**Problem statement**
Restating the data exactly is the whole task.

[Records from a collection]
══════════════════════════════

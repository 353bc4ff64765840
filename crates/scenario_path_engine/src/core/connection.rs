//! Verbindung zwischen zwei Knoten des Straßengraphen.

use glam::Vec2;
use serde::{Deserialize, Serialize};

/// Befahrbarkeit der Verbindung
#[derive(Debug, Clone, Copy, PartialEq, Eq, Default, Serialize, Deserialize)]
#[serde(rename_all = "camelCase")]
pub enum ConnectionDirection {
    /// Einbahn (start → end)
    #[default]
    Regular,
    /// In beide Richtungen befahrbar
    Dual,
}

/// Art der Verbindung
#[derive(Debug, Clone, Copy, PartialEq, Eq, Default, Serialize, Deserialize)]
#[serde(rename_all = "camelCase")]
pub enum ConnectionKind {
    /// Fahrt entlang einer Spur
    #[default]
    Lane,
    /// Wechsel auf eine benachbarte Spur
    LaneChange,
}

/// Eine gerichtete Verbindung im Straßengraphen
#[derive(Debug, Clone, PartialEq)]
pub struct Connection {
    /// Start-Knoten-ID
    pub start_id: u64,
    /// End-Knoten-ID
    pub end_id: u64,
    /// Befahrbarkeit
    pub direction: ConnectionDirection,
    /// Spur oder Spurwechsel
    pub kind: ConnectionKind,
    /// Länge der Verbindung (Meter)
    pub length: f32,
}

impl Connection {
    /// Erstellt eine neue Verbindung; die Länge ergibt sich aus den Knotenpositionen.
    pub fn new(
        start_id: u64,
        end_id: u64,
        direction: ConnectionDirection,
        kind: ConnectionKind,
        start_pos: Vec2,
        end_pos: Vec2,
    ) -> Self {
        Self {
            start_id,
            end_id,
            direction,
            kind,
            length: start_pos.distance(end_pos),
        }
    }

    /// Gibt `true` zurück, wenn die Verbindung in beide Richtungen befahrbar ist.
    pub fn is_dual(&self) -> bool {
        self.direction == ConnectionDirection::Dual
    }
}
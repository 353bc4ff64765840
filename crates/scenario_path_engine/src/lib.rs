//! Scenario Path Engine.
//!
//! Interaktive Pfad-Bearbeitung für Verkehrsszenarien: Wegpunkte, Segment-Ledger
//! und der gerenderte Polylinien-Puffer werden bei jeder Bearbeitung konsistent
//! gehalten, ohne den Gesamtpfad neu zu berechnen.

pub mod core;
pub mod editing;
pub mod routing;
pub mod shared;

pub use core::{
    ActionKind, Connection, ConnectionDirection, ConnectionKind, ConditionEdge, EntityId,
    GeometryBuffer, GraphNode, IdAllocator, LedgerEntry, LedgerSplit, Location, Outline, Path,
    RoadGraph, Rule, SegmentLedger, SnapIndex, NodeMatch, TriggerCondition, TriggerKind,
    Waypoint, WaypointId,
};
pub use editing::{
    AppendOutcome, EditError, EditMode, InsertOutcome, InvalidTargetReason, PathEditor,
    PathPreview, PathRules, SpawnMarker,
};
pub use routing::{
    PathSegment, Pathfinder, RoadGraphRouter, Router, RoutingError, Snapper, StraightLineRouter,
};
pub use shared::EditorOptions;
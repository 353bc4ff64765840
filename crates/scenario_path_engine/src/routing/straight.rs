//! Freies Routing: gerade Strecken mit gleichmäßigem Punktabstand.

use super::{PathSegment, Pathfinder, RoutingError, Snapper};
use crate::core::location::assign_headings;
use crate::core::Location;
use crate::shared::options::FREE_SAMPLE_SPACING;

/// Berechnet die gleichmäßig verteilten Punkte einer geraden Strecke.
///
/// Gibt `segment_count + 1` Punkte zurück (inkl. Start und Ende), Start und
/// Ende exakt. Bei `distance < EPSILON` wird nur `[from]` zurückgegeben.
pub fn sample_line(from: Location, to: Location, max_segment_length: f32) -> Vec<Location> {
    let distance = from.distance(&to);
    if distance < f32::EPSILON {
        return vec![from];
    }
    let spacing = if max_segment_length > 0.0 {
        max_segment_length
    } else {
        FREE_SAMPLE_SPACING
    };
    let segment_count = (distance / spacing).ceil().max(1.0) as usize;

    let mut points: Vec<Location> = (0..=segment_count)
        .map(|i| {
            Location::new(
                from.position
                    .lerp(to.position, i as f32 / segment_count as f32),
            )
        })
        .collect();
    points[0] = from;
    points[segment_count] = to;
    assign_headings(&mut points);
    points
}

/// Router ohne Straßengraph: jede Position ist gültig, Pfade sind Geraden.
#[derive(Debug, Clone, Copy, PartialEq)]
pub struct StraightLineRouter {
    /// Maximaler Abstand zwischen zwei Punkten (Meter)
    pub spacing: f32,
}

impl StraightLineRouter {
    /// Erstellt einen Router mit gegebenem Punktabstand.
    pub fn new(spacing: f32) -> Self {
        Self { spacing }
    }
}

impl Default for StraightLineRouter {
    fn default() -> Self {
        Self::new(FREE_SAMPLE_SPACING)
    }
}

impl Pathfinder for StraightLineRouter {
    fn find_path(
        &self,
        from: Location,
        to: Location,
        _ignore_graph: bool,
    ) -> Result<PathSegment, RoutingError> {
        Ok(PathSegment::plain(sample_line(from, to, self.spacing)))
    }
}

impl Snapper for StraightLineRouter {
    fn resolve(&self, raw: Location) -> Option<Location> {
        Some(raw)
    }
}
// Copyright (c) 2019-present Dmitry Stepanov and Fyrox Engine contributors.
//
// Permission is hereby granted, free of charge, to any person obtaining a copy
// of this software and associated documentation files (the "Software"), to deal
// in the Software without restriction, including without limitation the rights
// to use, copy, modify, merge, publish, distribute, sublicense, and/or sell
// copies of the Software, and to permit persons to whom the Software is
// furnished to do so, subject to the following conditions:
//
// The above copyright notice and this permission notice shall be included in all
// copies or substantial portions of the Software.
//
// THE SOFTWARE IS PROVIDED "AS IS", WITHOUT WARRANTY OF ANY KIND, EXPRESS OR
// IMPLIED, INCLUDING BUT NOT LIMITED TO THE WARRANTIES OF MERCHANTABILITY,
// FITNESS FOR A PARTICULAR PURPOSE AND NONINFRINGEMENT. IN NO EVENT SHALL THE
// AUTHORS OR COPYRIGHT HOLDERS BE LIABLE FOR ANY CLAIM, DAMAGES OR OTHER
// LIABILITY, WHETHER IN AN ACTION OF CONTRACT, TORT OR OTHERWISE, ARISING FROM,
// OUT OF OR IN CONNECTION WITH THE SOFTWARE OR THE USE OR OTHER DEALINGS IN THE
// SOFTWARE.


//! Capabilities the core consumes from its hosting environment.

use crate::entity::{EntityId, KindFilter, ScalableEntity};
use fxhash::FxHashSet;
use nalgebra::Vector3;

/// A scene as seen by the scaling tool: a selection that can be enumerated and mutated, and a way
/// to request a batched recompute once all mutations are done.
pub trait SceneHost {
    /// Calls `func` for every currently selected entity, regardless of its kind.
    fn for_each_selected(&self, func: &mut dyn FnMut(&dyn ScalableEntity));

    /// Mutable counterpart of [`Self::for_each_selected`].
    fn for_each_selected_mut(&mut self, func: &mut dyn FnMut(&mut dyn ScalableEntity));

    /// Requests a scene/viewport recompute. Called once per batch of scale writes.
    fn request_update(&mut self);
}

/// Identifiers of the selected entities that pass `filter`.
pub fn scalable_ids(host: &dyn SceneHost, filter: KindFilter) -> FxHashSet<EntityId> {
    let mut ids = FxHashSet::default();
    host.for_each_selected(&mut |entity| {
        if filter.allows(entity.kind()) {
            ids.insert(entity.id());
        }
    });
    ids
}

/// Identifiers and current scales of the selected entities that pass `filter`.
pub fn scalable_scales(host: &dyn SceneHost, filter: KindFilter) -> Vec<(EntityId, Vector3<f32>)> {
    let mut scales = Vec::new();
    host.for_each_selected(&mut |entity| {
        if filter.allows(entity.kind()) {
            scales.push((entity.id(), entity.scale()));
        }
    });
    scales
}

══════════════════════════════

**Result for this exercise**
repository 353bc4ff64765840
filename crates/scenario_path_engine/src/core/connection.rs
//! Verbindung zwischen zwei Knoten des Straßengraphen.

use glam::Vec2;
use serde::{Deserialize, Serialize};

/// Befahrbarkeit der Verbindung
#[derive(Debug, Clone, Copy, PartialEq, Eq, Default, Serialize, Deserialize)]
#[serde(rename_all = "camelCase")]
pub enum ConnectionDirection {
    /// Einbahn (start → end)
    #[default]
    Regular,
    /// In beide Richtungen befahrbar
    Dual,
}

/// Art der Verbindung
#[derive(Debug, Clone, Copy, PartialEq, Eq, Default, Serialize, Deserialize)]
#[serde(rename_all = "camelCase")]
pub enum ConnectionKind {
    /// Fahrt entlang einer Spur
    #[default]
    Lane,
    /// Wechsel auf eine benachbarte Spur
    LaneChange,
}

/// Eine gerichtete Verbindung im Straßengraphen
#[derive(Debug, Clone, PartialEq)]
pub struct Connection {
    /// Start-Knoten-ID
    pub start_id: u64,
    /// End-Knoten-ID
    pub end_id: u64,
    /// Befahrbarkeit
    pub direction: ConnectionDirection,
    /// Spur oder Spurwechsel
    pub kind: ConnectionKind,
    /// Länge der Verbindung (Meter)
    pub length: f32,
}

impl Connection {
    /// Erstellt eine neue Verbindung; die Länge ergibt sich aus den Knotenpositionen.
    pub fn new(
        start_id: u64,
        end_id: u64,
        direction: ConnectionDirection,
        kind: ConnectionKind,
        start_pos: Vec2,
        end_pos: Vec2,
    ) -> Self {
        Self {
            start_id,
            end_id,
            direction,
            kind,
            length: start_pos.distance(end_pos),
        }
    }

    /// Gibt `true` zurück, wenn die Verbindung in beide Richtungen befahrbar ist.
    pub fn is_dual(&self) -> bool {
        self.direction == ConnectionDirection::Dual
    }
}
repository 353bc4ff64765840
filename crates/scenario_path_engine/src/lib.rs
//! Scenario Path Engine.
//!
//! Interaktive Pfad-Bearbeitung für Verkehrsszenarien: Wegpunkte, Segment-Ledger
//! und der gerenderte Polylinien-Puffer werden bei jeder Bearbeitung konsistent
//! gehalten, ohne den Gesamtpfad neu zu berechnen.

pub mod core;
pub mod editing;
pub mod routing;
pub mod shared;

pub use core::{
    ActionKind, Connection, ConnectionDirection, ConnectionKind, ConditionEdge, EntityId,
    GeometryBuffer, GraphNode, IdAllocator, LedgerEntry, LedgerSplit, Location, Outline, Path,
    RoadGraph, Rule, SegmentLedger, SnapIndex, NodeMatch, TriggerCondition, TriggerKind,
    Waypoint, WaypointId,
};
pub use editing::{
    AppendOutcome, EditError, EditMode, InsertOutcome, InvalidTargetReason, PathEditor,
    PathPreview, PathRules, SpawnMarker,
};
pub use routing::{
    PathSegment, Pathfinder, RoadGraphRouter, Router, RoutingError, Snapper, StraightLineRouter,
};
pub use shared::EditorOptions;
repository 353bc4ff64765840
filename crates/scenario_path_engine/src/routing/straight.rs
//! Freies Routing: gerade Strecken mit gleichmäßigem Punktabstand.

use super::{PathSegment, Pathfinder, RoutingError, Snapper};
use crate::core::location::assign_headings;
use crate::core::Location;
use crate::shared::options::FREE_SAMPLE_SPACING;

/// Berechnet die gleichmäßig verteilten Punkte einer geraden Strecke.
///
/// Gibt `segment_count + 1` Punkte zurück (inkl. Start und Ende), Start und
/// Ende exakt. Bei `distance < EPSILON` wird nur `[from]` zurückgegeben.
pub fn sample_line(from: Location, to: Location, max_segment_length: f32) -> Vec<Location> {
    let distance = from.distance(&to);
    if distance < f32::EPSILON {
        return vec![from];
    }
    let spacing = if max_segment_length > 0.0 {
        max_segment_length
    } else {
        FREE_SAMPLE_SPACING
    };
    let segment_count = (distance / spacing).ceil().max(1.0) as usize;

    let mut points: Vec<Location> = (0..=segment_count)
        .map(|i| {
            Location::new(
                from.position
                    .lerp(to.position, i as f32 / segment_count as f32),
            )
        })
        .collect();
    points[0] = from;
    points[segment_count] = to;
    assign_headings(&mut points);
    points
}

/// Router ohne Straßengraph: jede Position ist gültig, Pfade sind Geraden.
#[derive(Debug, Clone, Copy, PartialEq)]
pub struct StraightLineRouter {
    /// Maximaler Abstand zwischen zwei Punkten (Meter)
    pub spacing: f32,
}

impl StraightLineRouter {
    /// Erstellt einen Router mit gegebenem Punktabstand.
    pub fn new(spacing: f32) -> Self {
        Self { spacing }
    }
}

impl Default for StraightLineRouter {
    fn default() -> Self {
        Self::new(FREE_SAMPLE_SPACING)
    }
}

impl Pathfinder for StraightLineRouter {
    fn find_path(
        &self,
        from: Location,
        to: Location,
        _ignore_graph: bool,
    ) -> Result<PathSegment, RoutingError> {
        Ok(PathSegment::plain(sample_line(from, to, self.spacing)))
    }
}

impl Snapper for StraightLineRouter {
    fn resolve(&self, raw: Location) -> Option<Location> {
        Some(raw)
    }
}
// Copyright (c) 2019-present Dmitry Stepanov and Fyrox Engine contributors.
//
// Permission is hereby granted, free of charge, to any person obtaining a copy
// of this software and associated documentation files (the "Software"), to deal
// in the Software without restriction, including without limitation the rights
// to use, copy, modify, merge, publish, distribute, sublicense, and/or sell
// copies of the Software, and to permit persons to whom the Software is
// furnished to do so, subject to the following conditions:
//
// The above copyright notice and this permission notice shall be included in all
// copies or substantial portions of the Software.
//
// THE SOFTWARE IS PROVIDED "AS IS", WITHOUT WARRANTY OF ANY KIND, EXPRESS OR
// IMPLIED, INCLUDING BUT NOT LIMITED TO THE WARRANTIES OF MERCHANTABILITY,
// FITNESS FOR A PARTICULAR PURPOSE AND NONINFRINGEMENT. IN NO EVENT SHALL THE
// AUTHORS OR COPYRIGHT HOLDERS BE LIABLE FOR ANY CLAIM, DAMAGES OR OTHER
// LIABILITY, WHETHER IN AN ACTION OF CONTRACT, TORT OR OTHERWISE, ARISING FROM,
// OUT OF OR IN CONNECTION WITH THE SOFTWARE OR THE USE OR OTHER DEALINGS IN THE
// SOFTWARE.


//! Capabilities the core consumes from its hosting environment.

use crate::entity::{EntityId, KindFilter, ScalableEntity};
use fxhash::FxHashSet;
use nalgebra::Vector3;

/// A scene as seen by the scaling tool: a selection that can be enumerated and mutated, and a way
/// to request a batched recompute once all mutations are done.
pub trait SceneHost {
    /// Calls `func` for every currently selected entity, regardless of its kind.
    fn for_each_selected(&self, func: &mut dyn FnMut(&dyn ScalableEntity));

    /// Mutable counterpart of [`Self::for_each_selected`].
    fn for_each_selected_mut(&mut self, func: &mut dyn FnMut(&mut dyn ScalableEntity));

    /// Requests a scene/viewport recompute. Called once per batch of scale writes.
    fn request_update(&mut self);
}

/// Identifiers of the selected entities that pass `filter`.
pub fn scalable_ids(host: &dyn SceneHost, filter: KindFilter) -> FxHashSet<EntityId> {
    let mut ids = FxHashSet::default();
    host.for_each_selected(&mut |entity| {
        if filter.allows(entity.kind()) {
            ids.insert(entity.id());
        }
    });
    ids
}

/// Identifiers and current scales of the selected entities that pass `filter`.
pub fn scalable_scales(host: &dyn SceneHost, filter: KindFilter) -> Vec<(EntityId, Vector3<f32>)> {
    let mut scales = Vec::new();
    host.for_each_selected(&mut |entity| {
        if filter.allows(entity.kind()) {
            scales.push((entity.id(), entity.scale()));
        }
    });
    scales
}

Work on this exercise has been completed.